Renz, H, Allen, KJ, Sicherer, SH, Sampson, HA, Lack, G, Beyer, K, Oettgen, HC
Nature reviews. Disease primers. 2018;:17098
Abstract
Food allergies manifest in a variety of clinical conditions within the gastrointestinal tract, skin and lungs, with the most dramatic and sometimes fatal manifestation being anaphylactic shock. Major progress has been made in basic, translational and clinical research, leading to a better understanding of the underlying immunological mechanisms that lead to the breakdown of clinical and immunological tolerance against food antigens, which can result in either immunoglobulin E (IgE)-mediated reactions or non-IgE-mediated reactions.
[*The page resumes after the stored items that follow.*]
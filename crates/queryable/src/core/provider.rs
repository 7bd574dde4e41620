//! The provider collaborator contract.

use async_trait::async_trait;
use futures::StreamExt;
use futures::stream::{self, BoxStream};
use tracing::warn;

use crate::error::QueryResult;
use crate::metadata::Entity;
use crate::query::Queryable;
use crate::types::QueryPage;

/// Window size used by streams when no settings say otherwise.
pub const DEFAULT_STREAM_PAGE_SIZE: i64 = 1000;

/// Executes descriptors against a remote service.
///
/// Transport, authentication and retries are the implementor's concern.
/// Cancelling a stream is dropping it.
///
/// # Example
///
/// ```ignore
/// use odata_queryable::core::QueryProvider;
///
/// async fn adults<P: QueryProvider<User>>(provider: &P, users: &Queryable<User>) -> QueryResult<Vec<User>> {
///     users.filter_by(|u| u.field("Age").ge(18))?.to_list(provider).await
/// }
/// ```
#[async_trait]
pub trait QueryProvider<E: Entity>: Send + Sync {
    /// Returns a human-readable name for this provider.
    fn provider_name(&self) -> &'static str;

    /// Fetches the single page described by the descriptor's window.
    async fn execute_query(&self, query: &Queryable<E>) -> QueryResult<QueryPage<E>>;

    /// Streams every item matching the descriptor.
    ///
    /// Defaults to [`paged_stream`] with the context's stream page size.
    fn stream_query<'a>(&'a self, query: &'a Queryable<E>) -> BoxStream<'a, QueryResult<E>> {
        let page_size = query.context().settings().stream_page_size;
        paged_stream(self, query, page_size)
    }
}

struct Cursor {
    skip: i64,
    remaining: Option<i64>,
    done: bool,
}

/// Streams a descriptor's results by repeatedly executing windows of
/// `page_size` items.
///
/// Starts at the descriptor's skip and stops once the descriptor's take is
/// reached, after a page without more results, after an empty page, or when
/// the next window start would overflow. An error from the provider is
/// yielded once and ends the stream.
pub fn paged_stream<'a, E, P>(
    provider: &'a P,
    query: &'a Queryable<E>,
    page_size: i64,
) -> BoxStream<'a, QueryResult<E>>
where
    E: Entity,
    P: QueryProvider<E> + ?Sized,
{
    let page_size = if page_size > 0 {
        page_size
    } else {
        DEFAULT_STREAM_PAGE_SIZE
    };
    let start = Cursor {
        skip: query.skip_value(),
        remaining: query.take_value(),
        done: false,
    };

    stream::unfold(start, move |cursor| async move {
        if cursor.done || cursor.remaining == Some(0) {
            return None;
        }

        let take = cursor
            .remaining
            .map_or(page_size, |remaining| remaining.min(page_size));
        let window = query.window(cursor.skip, Some(take));

        match provider.execute_query(&window).await {
            Err(err) => {
                let finished = Cursor {
                    done: true,
                    ..cursor
                };
                Some((stream::iter(vec![Err(err)]), finished))
            }
            Ok(mut page) => {
                page.items.truncate(usize::try_from(take).unwrap_or(usize::MAX));
                let fetched = page.items.len() as i64;
                if page.is_empty() && page.has_more {
                    warn!(
                        provider = provider.provider_name(),
                        entity = query.metadata().entity_name(),
                        skip = cursor.skip,
                        "Provider returned an empty page but reported more results, stopping"
                    );
                }
                let skip = cursor.skip.checked_add(fetched);
                let next = Cursor {
                    skip: skip.unwrap_or(i64::MAX),
                    remaining: cursor.remaining.map(|r| (r - fetched).max(0)),
                    done: !page.has_more || page.is_empty() || skip.is_none(),
                };
                let items: Vec<QueryResult<E>> = page.items.into_iter().map(Ok).collect();
                Some((stream::iter(items), next))
            }
        }
    })
    .flatten()
    .boxed()
}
Lifestyle factors, dietary habits and maternal-neonatal interactions play a pivotal part in triggering the onset of food allergies, including qualitative and quantitative composition of the microbiota. These factors seem to have the greatest influence early in life, an observation that has led to the generation of hypotheses to explain the food allergy epidemic, including the dual-allergen exposure hypothesis. These hypotheses have fuelled research in preventive strategies that seek to establish desensitization to allergens and/or tolerance to allergens in affected individuals. Allergen-nonspecific therapeutic strategies have also been investigated in a number of clinical trials, which will eventually improve the treatment options for patients with food allergy.